Your task is to output every record exactly as it is given.

Data extract -
<<<<

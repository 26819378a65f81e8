/// Names of trade offers that the engine treats specially.
pub struct Constants;

impl Constants {
    pub const PEACE_TREATY: &'static str = "Peace Treaty";
    pub const OPEN_BORDERS: &'static str = "Open Borders";

    /// Influence at or above which a city-state considers a major civ its ally
    pub const ALLY_INFLUENCE: f32 = 60.0;
}
use std::fmt;

use serde::{Deserialize, Serialize};

/// Named countdowns kept on a diplomacy edge.
///
/// Persisted by variant name, never by position, so kinds can be added or retired
/// between versions (see `serializers::migrations`).
#[derive(Debug, Clone, Copy, PartialEq, Eq, PartialOrd, Ord, Hash, Serialize, Deserialize)]
pub enum DiplomacyFlags {
    /// AI won't propose peace
    DeclinedPeace,
    /// AI won't agree to trade
    DeclaredWar,
    DeclarationOfFriendship,
    Denunciation,
    BorderConflict,
    /// They promised not to settle near us; pays off when it runs out
    AgreedToNotSettleNearUs,
    /// They refused to stop settling near us
    IgnoreThemSettlingNearUs,
    /// A city-state owes us a military unit when this reaches zero
    ProvideMilitaryUnit,
    /// They cut a resource trade short, so no per-turn trades for a while
    ResourceTradesCutShort,
}

impl DiplomacyFlags {
    pub const ALL: [DiplomacyFlags; 9] = [
        DiplomacyFlags::DeclinedPeace,
        DiplomacyFlags::DeclaredWar,
        DiplomacyFlags::DeclarationOfFriendship,
        DiplomacyFlags::Denunciation,
        DiplomacyFlags::BorderConflict,
        DiplomacyFlags::AgreedToNotSettleNearUs,
        DiplomacyFlags::IgnoreThemSettlingNearUs,
        DiplomacyFlags::ProvideMilitaryUnit,
        DiplomacyFlags::ResourceTradesCutShort,
    ];

    /// Stable save-file key
    pub fn as_str(&self) -> &'static str {
        match self {
            DiplomacyFlags::DeclinedPeace => "DeclinedPeace",
            DiplomacyFlags::DeclaredWar => "DeclaredWar",
            DiplomacyFlags::DeclarationOfFriendship => "DeclarationOfFriendship",
            DiplomacyFlags::Denunciation => "Denunciation",
            DiplomacyFlags::BorderConflict => "BorderConflict",
            DiplomacyFlags::AgreedToNotSettleNearUs => "AgreedToNotSettleNearUs",
            DiplomacyFlags::IgnoreThemSettlingNearUs => "IgnoreThemSettlingNearUs",
            DiplomacyFlags::ProvideMilitaryUnit => "ProvideMilitaryUnit",
            DiplomacyFlags::ResourceTradesCutShort => "ResourceTradesCutShort",
        }
    }

    pub fn from_name(name: &str) -> Option<Self> {
        Self::ALL.iter().copied().find(|flag| flag.as_str() == name)
    }
}

impl fmt::Display for DiplomacyFlags {
    fn fmt(&self, f: &mut fmt::Formatter<'_>) -> fmt::Result {
        f.write_str(self.as_str())
    }
}

#[cfg(test)]
mod tests {
    use super::*;

    #[test]
    fn test_names_round_trip() {
        for flag in DiplomacyFlags::ALL {
            assert_eq!(DiplomacyFlags::from_name(flag.as_str()), Some(flag));
        }
        assert_eq!(DiplomacyFlags::from_name("ResearchAgreement"), None);
    }

    #[test]
    fn test_serde_uses_the_stable_name() {
        let json = serde_json::to_string(&DiplomacyFlags::ProvideMilitaryUnit).unwrap();
        assert_eq!(json, "\"ProvideMilitaryUnit\"");
    }
}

>>>>

Your response -
repository 26819378a65f81e8
/// Names of trade offers that the engine treats specially.
pub struct Constants;

impl Constants {
    pub const PEACE_TREATY: &'static str = "Peace Treaty";
    pub const OPEN_BORDERS: &'static str = "Open Borders";

    /// Influence at or above which a city-state considers a major civ its ally
    pub const ALLY_INFLUENCE: f32 = 60.0;
}
use std::fmt;

use serde::{Deserialize, Serialize};

/// Named countdowns kept on a diplomacy edge.
///
/// Persisted by variant name, never by position, so kinds can be added or retired
/// between versions (see `serializers::migrations`).
#[derive(Debug, Clone, Copy, PartialEq, Eq, PartialOrd, Ord, Hash, Serialize, Deserialize)]
pub enum DiplomacyFlags {
    /// AI won't propose peace
    DeclinedPeace,
    /// AI won't agree to trade
    DeclaredWar,
    DeclarationOfFriendship,
    Denunciation,
    BorderConflict,
    /// They promised not to settle near us; pays off when it runs out
    AgreedToNotSettleNearUs,
    /// They refused to stop settling near us
    IgnoreThemSettlingNearUs,
    /// A city-state owes us a military unit when this reaches zero
    ProvideMilitaryUnit,
    /// They cut a resource trade short, so no per-turn trades for a while
    ResourceTradesCutShort,
}

impl DiplomacyFlags {
    pub const ALL: [DiplomacyFlags; 9] = [
        DiplomacyFlags::DeclinedPeace,
        DiplomacyFlags::DeclaredWar,
        DiplomacyFlags::DeclarationOfFriendship,
        DiplomacyFlags::Denunciation,
        DiplomacyFlags::BorderConflict,
        DiplomacyFlags::AgreedToNotSettleNearUs,
        DiplomacyFlags::IgnoreThemSettlingNearUs,
        DiplomacyFlags::ProvideMilitaryUnit,
        DiplomacyFlags::ResourceTradesCutShort,
    ];

    /// Stable save-file key
    pub fn as_str(&self) -> &'static str {
        match self {
            DiplomacyFlags::DeclinedPeace => "DeclinedPeace",
            DiplomacyFlags::DeclaredWar => "DeclaredWar",
            DiplomacyFlags::DeclarationOfFriendship => "DeclarationOfFriendship",
            DiplomacyFlags::Denunciation => "Denunciation",
            DiplomacyFlags::BorderConflict => "BorderConflict",
            DiplomacyFlags::AgreedToNotSettleNearUs => "AgreedToNotSettleNearUs",
            DiplomacyFlags::IgnoreThemSettlingNearUs => "IgnoreThemSettlingNearUs",
            DiplomacyFlags::ProvideMilitaryUnit => "ProvideMilitaryUnit",
            DiplomacyFlags::ResourceTradesCutShort => "ResourceTradesCutShort",
        }
    }

    pub fn from_name(name: &str) -> Option<Self> {
        Self::ALL.iter().copied().find(|flag| flag.as_str() == name)
    }
}

impl fmt::Display for DiplomacyFlags {
    fn fmt(&self, f: &mut fmt::Formatter<'_>) -> fmt::Result {
        f.write_str(self.as_str())
    }
}

#[cfg(test)]
mod tests {
    use super::*;

    #[test]
    fn test_names_round_trip() {
        for flag in DiplomacyFlags::ALL {
            assert_eq!(DiplomacyFlags::from_name(flag.as_str()), Some(flag));
        }
        assert_eq!(DiplomacyFlags::from_name("ResearchAgreement"), None);
    }

    #[test]
    fn test_serde_uses_the_stable_name() {
        let json = serde_json::to_string(&DiplomacyFlags::ProvideMilitaryUnit).unwrap();
        assert_eq!(json, "\"ProvideMilitaryUnit\"");
    }
}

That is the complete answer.